## Task statement
Search the entries below for the string "extractor" and copy the lines that hold it.

## Stored items

········

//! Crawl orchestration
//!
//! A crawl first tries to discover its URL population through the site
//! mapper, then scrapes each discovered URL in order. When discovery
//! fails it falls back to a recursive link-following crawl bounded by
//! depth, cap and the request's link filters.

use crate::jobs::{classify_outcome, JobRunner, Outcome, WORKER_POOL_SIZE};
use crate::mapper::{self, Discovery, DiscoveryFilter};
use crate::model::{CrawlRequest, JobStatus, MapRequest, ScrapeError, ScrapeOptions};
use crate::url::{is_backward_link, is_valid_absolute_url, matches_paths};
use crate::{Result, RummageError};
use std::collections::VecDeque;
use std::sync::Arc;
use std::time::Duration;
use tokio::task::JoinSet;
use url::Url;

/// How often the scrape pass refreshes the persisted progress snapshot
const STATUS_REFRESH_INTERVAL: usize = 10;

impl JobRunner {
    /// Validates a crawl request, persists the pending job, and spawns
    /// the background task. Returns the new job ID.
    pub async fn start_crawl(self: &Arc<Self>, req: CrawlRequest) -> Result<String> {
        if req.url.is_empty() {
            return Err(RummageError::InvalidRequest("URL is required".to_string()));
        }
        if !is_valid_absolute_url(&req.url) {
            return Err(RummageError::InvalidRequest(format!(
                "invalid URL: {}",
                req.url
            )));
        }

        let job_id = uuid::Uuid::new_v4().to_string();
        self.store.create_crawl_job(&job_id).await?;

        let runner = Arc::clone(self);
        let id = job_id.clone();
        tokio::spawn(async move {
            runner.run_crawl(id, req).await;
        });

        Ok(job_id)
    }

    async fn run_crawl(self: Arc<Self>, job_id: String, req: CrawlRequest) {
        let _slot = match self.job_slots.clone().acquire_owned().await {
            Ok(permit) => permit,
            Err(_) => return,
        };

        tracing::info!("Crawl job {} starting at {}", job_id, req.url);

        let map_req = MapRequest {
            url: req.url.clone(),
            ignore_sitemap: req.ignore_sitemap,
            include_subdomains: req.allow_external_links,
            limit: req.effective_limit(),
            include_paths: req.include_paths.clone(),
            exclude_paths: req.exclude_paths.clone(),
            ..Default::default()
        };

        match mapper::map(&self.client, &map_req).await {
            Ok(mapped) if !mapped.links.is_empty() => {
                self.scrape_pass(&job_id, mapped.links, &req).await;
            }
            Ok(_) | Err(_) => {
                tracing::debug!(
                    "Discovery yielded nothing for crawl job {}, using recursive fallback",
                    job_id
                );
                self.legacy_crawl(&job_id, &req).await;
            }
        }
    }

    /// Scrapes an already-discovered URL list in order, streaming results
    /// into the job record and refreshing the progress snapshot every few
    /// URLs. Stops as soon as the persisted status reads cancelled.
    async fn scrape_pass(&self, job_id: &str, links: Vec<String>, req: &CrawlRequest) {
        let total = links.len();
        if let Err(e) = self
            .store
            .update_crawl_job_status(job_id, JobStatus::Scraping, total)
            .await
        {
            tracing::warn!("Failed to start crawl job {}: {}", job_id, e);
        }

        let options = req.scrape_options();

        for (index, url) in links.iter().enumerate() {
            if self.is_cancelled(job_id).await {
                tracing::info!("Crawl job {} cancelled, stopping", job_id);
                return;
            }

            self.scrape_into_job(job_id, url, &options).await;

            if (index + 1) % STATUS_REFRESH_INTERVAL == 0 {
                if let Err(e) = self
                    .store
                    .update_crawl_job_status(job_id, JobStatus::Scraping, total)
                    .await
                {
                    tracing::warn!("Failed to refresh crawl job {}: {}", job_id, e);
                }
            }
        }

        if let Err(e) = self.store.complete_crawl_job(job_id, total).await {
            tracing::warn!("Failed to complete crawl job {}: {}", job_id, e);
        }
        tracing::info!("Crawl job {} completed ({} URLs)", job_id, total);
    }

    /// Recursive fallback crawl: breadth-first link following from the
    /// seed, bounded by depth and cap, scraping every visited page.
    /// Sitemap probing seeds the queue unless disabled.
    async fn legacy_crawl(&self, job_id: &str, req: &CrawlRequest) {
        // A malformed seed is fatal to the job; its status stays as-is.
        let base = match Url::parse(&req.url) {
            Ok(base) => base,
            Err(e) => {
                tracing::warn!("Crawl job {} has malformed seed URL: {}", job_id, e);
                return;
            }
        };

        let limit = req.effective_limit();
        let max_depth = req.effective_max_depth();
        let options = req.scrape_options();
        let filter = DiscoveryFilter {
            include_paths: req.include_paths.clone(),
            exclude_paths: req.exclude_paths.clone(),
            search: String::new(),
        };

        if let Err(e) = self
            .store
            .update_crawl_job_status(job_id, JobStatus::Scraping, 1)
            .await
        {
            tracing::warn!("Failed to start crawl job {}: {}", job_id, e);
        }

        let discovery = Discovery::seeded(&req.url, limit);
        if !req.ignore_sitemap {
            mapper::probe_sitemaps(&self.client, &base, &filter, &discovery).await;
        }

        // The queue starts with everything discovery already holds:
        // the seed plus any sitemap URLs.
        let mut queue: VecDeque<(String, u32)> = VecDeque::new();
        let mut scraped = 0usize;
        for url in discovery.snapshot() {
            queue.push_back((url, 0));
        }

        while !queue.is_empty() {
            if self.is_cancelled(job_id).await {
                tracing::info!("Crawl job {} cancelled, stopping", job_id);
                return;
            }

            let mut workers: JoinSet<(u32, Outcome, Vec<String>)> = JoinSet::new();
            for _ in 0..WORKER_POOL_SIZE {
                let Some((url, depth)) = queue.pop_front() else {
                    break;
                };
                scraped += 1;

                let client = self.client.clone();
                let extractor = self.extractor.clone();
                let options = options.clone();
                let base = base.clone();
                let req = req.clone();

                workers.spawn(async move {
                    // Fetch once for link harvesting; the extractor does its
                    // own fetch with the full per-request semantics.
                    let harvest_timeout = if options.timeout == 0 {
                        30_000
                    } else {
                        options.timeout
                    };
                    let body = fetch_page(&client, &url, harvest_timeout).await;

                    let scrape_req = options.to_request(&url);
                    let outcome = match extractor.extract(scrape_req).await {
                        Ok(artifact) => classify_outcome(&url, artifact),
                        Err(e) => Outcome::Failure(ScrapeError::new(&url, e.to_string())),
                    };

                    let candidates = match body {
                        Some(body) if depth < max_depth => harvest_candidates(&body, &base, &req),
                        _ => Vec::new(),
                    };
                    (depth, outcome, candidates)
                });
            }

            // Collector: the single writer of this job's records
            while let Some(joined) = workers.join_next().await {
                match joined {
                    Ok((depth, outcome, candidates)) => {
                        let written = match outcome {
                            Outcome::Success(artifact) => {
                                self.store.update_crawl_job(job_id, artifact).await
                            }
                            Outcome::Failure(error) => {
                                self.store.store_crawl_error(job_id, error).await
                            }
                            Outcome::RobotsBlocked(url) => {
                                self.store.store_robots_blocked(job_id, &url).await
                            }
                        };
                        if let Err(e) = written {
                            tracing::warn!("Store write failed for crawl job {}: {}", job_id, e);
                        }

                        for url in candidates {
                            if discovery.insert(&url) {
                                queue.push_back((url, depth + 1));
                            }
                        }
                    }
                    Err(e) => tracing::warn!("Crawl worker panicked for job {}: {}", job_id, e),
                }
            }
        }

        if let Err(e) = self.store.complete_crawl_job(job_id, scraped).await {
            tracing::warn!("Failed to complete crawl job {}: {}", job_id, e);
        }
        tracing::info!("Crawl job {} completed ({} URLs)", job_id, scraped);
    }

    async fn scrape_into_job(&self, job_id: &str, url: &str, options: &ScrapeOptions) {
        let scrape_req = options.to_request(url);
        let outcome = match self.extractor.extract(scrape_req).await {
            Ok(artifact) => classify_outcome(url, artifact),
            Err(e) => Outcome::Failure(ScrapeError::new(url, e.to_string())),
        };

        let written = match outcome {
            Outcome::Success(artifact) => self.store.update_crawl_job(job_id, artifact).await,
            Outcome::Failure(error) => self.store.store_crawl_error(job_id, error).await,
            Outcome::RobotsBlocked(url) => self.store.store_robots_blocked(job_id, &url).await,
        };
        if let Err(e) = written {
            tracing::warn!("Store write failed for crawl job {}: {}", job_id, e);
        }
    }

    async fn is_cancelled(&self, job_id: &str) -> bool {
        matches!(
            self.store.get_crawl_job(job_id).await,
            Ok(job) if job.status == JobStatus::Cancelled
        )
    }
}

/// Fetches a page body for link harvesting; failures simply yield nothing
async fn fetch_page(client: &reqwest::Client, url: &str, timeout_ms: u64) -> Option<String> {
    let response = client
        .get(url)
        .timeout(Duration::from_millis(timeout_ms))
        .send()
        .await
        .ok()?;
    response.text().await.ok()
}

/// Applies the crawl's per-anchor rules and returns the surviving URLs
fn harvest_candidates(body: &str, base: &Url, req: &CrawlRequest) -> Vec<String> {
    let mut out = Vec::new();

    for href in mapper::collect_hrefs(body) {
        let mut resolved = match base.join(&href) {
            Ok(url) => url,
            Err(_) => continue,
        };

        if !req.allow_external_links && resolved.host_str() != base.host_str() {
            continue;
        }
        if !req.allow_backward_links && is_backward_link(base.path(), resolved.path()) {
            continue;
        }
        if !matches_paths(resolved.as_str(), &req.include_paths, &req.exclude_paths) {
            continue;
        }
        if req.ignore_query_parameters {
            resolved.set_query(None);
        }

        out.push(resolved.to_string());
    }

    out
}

········

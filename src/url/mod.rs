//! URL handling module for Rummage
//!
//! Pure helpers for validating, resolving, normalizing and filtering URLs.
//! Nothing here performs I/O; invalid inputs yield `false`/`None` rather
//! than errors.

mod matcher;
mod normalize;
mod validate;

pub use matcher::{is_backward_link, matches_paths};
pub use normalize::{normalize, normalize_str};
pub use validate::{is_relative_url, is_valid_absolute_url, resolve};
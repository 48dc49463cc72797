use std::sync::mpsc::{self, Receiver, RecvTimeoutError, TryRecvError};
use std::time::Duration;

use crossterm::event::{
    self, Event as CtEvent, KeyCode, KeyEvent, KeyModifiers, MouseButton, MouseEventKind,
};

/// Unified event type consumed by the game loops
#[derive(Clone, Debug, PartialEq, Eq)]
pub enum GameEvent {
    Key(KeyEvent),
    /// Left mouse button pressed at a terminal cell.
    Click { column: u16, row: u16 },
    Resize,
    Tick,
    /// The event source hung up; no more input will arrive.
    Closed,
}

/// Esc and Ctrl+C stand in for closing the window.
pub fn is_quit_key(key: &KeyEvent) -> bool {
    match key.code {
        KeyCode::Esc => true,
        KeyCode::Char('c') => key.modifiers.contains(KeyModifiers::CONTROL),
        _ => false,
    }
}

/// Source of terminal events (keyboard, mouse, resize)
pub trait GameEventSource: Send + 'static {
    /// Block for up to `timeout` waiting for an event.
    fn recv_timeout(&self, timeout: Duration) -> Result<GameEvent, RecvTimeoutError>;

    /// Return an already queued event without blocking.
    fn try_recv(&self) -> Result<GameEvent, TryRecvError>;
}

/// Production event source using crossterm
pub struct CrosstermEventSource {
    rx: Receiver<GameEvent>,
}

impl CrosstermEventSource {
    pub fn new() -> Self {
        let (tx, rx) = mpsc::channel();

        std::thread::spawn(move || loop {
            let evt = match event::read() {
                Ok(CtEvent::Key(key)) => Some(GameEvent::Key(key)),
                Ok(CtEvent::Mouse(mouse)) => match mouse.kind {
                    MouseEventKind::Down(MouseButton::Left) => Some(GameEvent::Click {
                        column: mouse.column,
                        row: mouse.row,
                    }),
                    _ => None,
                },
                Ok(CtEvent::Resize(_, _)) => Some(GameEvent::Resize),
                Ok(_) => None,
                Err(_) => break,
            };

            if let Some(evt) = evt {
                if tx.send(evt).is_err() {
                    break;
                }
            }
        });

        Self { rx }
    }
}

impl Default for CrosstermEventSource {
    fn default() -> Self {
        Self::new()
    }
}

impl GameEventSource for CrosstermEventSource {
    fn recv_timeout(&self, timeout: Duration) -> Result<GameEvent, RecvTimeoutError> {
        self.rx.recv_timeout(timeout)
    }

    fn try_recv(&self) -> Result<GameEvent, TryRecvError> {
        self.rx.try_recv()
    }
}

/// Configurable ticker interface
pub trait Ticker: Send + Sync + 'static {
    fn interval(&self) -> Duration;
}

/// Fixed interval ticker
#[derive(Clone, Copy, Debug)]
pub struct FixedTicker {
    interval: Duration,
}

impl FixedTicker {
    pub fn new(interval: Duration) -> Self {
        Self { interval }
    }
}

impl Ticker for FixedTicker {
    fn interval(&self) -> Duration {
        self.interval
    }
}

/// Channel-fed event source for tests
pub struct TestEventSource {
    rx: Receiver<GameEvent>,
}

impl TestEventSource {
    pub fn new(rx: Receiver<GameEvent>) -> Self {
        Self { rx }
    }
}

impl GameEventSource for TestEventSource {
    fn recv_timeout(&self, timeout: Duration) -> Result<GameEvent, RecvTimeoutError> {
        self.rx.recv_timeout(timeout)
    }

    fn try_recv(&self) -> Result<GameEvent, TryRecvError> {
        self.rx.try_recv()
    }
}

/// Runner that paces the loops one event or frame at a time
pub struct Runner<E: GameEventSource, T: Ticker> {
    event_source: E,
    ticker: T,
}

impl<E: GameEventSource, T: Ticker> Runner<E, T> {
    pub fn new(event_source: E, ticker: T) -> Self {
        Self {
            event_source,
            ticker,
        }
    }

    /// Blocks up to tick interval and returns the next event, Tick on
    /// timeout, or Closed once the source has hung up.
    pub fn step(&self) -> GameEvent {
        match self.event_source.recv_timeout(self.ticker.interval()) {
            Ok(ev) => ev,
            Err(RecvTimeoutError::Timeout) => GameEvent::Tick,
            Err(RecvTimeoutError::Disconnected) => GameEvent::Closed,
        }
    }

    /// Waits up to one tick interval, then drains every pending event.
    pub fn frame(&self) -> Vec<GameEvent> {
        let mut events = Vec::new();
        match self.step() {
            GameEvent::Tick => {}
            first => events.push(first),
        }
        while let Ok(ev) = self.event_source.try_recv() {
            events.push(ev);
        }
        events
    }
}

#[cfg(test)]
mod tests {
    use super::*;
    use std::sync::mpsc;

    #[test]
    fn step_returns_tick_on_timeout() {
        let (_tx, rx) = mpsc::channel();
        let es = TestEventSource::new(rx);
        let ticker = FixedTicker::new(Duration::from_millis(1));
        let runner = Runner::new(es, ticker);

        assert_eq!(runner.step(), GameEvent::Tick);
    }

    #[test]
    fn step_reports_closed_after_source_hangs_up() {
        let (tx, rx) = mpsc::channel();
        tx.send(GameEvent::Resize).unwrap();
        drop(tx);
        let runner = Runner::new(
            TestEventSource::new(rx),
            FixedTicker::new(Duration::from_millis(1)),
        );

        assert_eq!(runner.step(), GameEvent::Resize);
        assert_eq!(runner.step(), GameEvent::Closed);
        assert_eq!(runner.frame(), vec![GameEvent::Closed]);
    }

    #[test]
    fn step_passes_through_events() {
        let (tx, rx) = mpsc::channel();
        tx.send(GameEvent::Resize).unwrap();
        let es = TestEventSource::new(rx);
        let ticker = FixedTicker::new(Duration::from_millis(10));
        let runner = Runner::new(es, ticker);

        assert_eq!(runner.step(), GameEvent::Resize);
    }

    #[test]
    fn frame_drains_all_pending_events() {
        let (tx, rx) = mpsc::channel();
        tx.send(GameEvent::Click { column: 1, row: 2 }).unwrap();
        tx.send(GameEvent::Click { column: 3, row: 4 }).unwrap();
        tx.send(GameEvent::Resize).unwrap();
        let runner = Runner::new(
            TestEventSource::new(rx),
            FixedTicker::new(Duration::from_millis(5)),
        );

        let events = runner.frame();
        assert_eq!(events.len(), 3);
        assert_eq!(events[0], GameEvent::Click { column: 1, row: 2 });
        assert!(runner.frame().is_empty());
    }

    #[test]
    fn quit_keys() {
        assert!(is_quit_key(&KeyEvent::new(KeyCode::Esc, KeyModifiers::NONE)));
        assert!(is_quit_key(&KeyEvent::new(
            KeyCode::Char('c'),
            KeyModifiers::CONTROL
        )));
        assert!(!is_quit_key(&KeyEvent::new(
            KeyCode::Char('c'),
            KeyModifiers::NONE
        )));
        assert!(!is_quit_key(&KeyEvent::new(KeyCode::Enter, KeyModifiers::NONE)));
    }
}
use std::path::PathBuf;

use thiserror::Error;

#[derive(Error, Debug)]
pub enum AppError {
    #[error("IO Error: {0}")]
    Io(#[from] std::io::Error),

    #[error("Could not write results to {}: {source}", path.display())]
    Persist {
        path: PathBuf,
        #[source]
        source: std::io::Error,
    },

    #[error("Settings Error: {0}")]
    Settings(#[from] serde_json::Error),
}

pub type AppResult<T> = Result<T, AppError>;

········

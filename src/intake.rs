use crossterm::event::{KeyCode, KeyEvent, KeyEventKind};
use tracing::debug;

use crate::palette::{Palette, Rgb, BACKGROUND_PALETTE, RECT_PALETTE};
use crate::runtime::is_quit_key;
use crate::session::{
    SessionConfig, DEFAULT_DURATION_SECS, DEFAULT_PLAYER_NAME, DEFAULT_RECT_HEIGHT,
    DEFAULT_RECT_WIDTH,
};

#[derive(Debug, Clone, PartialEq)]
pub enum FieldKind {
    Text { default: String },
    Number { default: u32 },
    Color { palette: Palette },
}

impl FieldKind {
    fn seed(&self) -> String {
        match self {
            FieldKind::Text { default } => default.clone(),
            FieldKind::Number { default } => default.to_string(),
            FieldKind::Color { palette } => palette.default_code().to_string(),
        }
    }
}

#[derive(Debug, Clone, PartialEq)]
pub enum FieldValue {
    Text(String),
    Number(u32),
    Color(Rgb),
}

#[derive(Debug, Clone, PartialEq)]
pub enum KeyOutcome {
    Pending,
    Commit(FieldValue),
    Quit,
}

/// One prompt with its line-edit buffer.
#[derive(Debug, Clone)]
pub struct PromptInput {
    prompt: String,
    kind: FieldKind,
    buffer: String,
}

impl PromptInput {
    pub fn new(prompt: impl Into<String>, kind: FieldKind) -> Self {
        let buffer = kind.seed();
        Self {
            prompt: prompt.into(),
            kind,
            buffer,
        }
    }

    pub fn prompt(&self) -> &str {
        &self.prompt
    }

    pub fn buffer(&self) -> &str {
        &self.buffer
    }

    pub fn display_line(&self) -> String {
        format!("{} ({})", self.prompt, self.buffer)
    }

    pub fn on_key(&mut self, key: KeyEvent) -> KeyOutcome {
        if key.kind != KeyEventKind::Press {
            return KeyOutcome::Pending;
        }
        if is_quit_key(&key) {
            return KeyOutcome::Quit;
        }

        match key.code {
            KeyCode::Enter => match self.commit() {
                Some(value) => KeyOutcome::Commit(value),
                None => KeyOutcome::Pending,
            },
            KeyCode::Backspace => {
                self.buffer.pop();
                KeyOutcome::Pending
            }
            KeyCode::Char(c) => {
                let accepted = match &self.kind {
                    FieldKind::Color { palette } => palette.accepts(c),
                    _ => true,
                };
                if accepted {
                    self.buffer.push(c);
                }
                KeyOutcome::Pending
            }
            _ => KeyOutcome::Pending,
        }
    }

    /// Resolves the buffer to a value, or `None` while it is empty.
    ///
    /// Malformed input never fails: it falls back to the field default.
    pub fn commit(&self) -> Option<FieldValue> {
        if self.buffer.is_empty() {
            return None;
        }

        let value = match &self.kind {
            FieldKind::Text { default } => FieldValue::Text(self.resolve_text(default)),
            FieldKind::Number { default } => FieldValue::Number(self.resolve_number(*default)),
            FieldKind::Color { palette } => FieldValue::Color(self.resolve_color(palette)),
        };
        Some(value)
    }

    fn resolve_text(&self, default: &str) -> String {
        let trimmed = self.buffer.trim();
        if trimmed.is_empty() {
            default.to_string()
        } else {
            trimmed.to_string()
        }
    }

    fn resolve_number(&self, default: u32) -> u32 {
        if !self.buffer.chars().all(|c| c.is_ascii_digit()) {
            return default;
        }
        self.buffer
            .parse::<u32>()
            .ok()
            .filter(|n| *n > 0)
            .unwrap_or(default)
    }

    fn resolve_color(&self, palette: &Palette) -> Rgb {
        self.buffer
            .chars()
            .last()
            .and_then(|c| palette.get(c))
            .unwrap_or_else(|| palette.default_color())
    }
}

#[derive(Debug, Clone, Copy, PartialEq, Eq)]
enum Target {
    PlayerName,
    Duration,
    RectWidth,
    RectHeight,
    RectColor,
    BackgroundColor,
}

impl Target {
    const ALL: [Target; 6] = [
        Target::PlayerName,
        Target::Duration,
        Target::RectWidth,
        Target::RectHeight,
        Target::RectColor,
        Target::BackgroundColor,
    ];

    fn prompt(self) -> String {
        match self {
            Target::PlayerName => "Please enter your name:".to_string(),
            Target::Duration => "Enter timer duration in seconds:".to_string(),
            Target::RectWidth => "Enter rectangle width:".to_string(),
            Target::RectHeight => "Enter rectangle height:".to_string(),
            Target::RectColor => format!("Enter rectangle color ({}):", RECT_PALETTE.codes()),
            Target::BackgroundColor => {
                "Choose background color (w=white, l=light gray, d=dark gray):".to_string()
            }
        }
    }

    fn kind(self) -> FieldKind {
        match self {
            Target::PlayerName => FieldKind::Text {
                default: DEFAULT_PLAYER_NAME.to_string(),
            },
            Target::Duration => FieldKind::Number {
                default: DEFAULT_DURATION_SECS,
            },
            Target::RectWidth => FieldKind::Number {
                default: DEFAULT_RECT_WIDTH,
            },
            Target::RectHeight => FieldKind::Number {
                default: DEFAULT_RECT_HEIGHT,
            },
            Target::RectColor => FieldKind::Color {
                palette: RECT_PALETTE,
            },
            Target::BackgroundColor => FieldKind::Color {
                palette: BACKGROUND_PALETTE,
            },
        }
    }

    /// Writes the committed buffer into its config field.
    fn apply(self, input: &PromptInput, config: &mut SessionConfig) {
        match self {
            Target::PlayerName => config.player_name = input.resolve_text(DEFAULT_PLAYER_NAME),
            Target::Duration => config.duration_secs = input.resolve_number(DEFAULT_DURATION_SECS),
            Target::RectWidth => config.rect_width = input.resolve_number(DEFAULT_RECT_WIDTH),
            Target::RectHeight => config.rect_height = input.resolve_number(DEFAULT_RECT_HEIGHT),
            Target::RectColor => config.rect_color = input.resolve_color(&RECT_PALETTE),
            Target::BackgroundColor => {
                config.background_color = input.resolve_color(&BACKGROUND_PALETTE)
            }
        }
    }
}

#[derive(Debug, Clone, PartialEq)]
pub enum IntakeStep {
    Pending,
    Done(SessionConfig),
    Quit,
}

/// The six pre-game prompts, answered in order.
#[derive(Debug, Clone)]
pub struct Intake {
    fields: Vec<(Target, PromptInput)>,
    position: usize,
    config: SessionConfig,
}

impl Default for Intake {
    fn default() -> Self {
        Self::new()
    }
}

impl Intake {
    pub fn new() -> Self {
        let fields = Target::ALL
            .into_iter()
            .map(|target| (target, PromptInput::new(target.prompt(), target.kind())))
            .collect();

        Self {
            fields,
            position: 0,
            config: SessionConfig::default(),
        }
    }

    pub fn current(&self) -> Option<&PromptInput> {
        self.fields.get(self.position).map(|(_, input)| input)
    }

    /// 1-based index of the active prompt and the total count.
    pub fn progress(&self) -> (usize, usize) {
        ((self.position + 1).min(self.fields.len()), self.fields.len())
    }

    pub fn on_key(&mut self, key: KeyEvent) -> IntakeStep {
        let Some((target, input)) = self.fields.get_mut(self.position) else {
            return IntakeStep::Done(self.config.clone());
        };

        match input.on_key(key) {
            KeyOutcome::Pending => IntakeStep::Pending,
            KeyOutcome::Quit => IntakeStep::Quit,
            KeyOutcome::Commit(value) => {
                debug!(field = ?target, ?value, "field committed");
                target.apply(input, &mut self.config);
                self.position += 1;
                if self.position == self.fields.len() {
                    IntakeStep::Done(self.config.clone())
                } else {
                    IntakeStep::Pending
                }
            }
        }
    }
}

········

## Task solution
                let extractor = self.extractor.clone();
                    // Fetch once for link harvesting; the extractor does its
                    let outcome = match extractor.extract(scrape_req).await {
        let outcome = match self.extractor.extract(scrape_req).await {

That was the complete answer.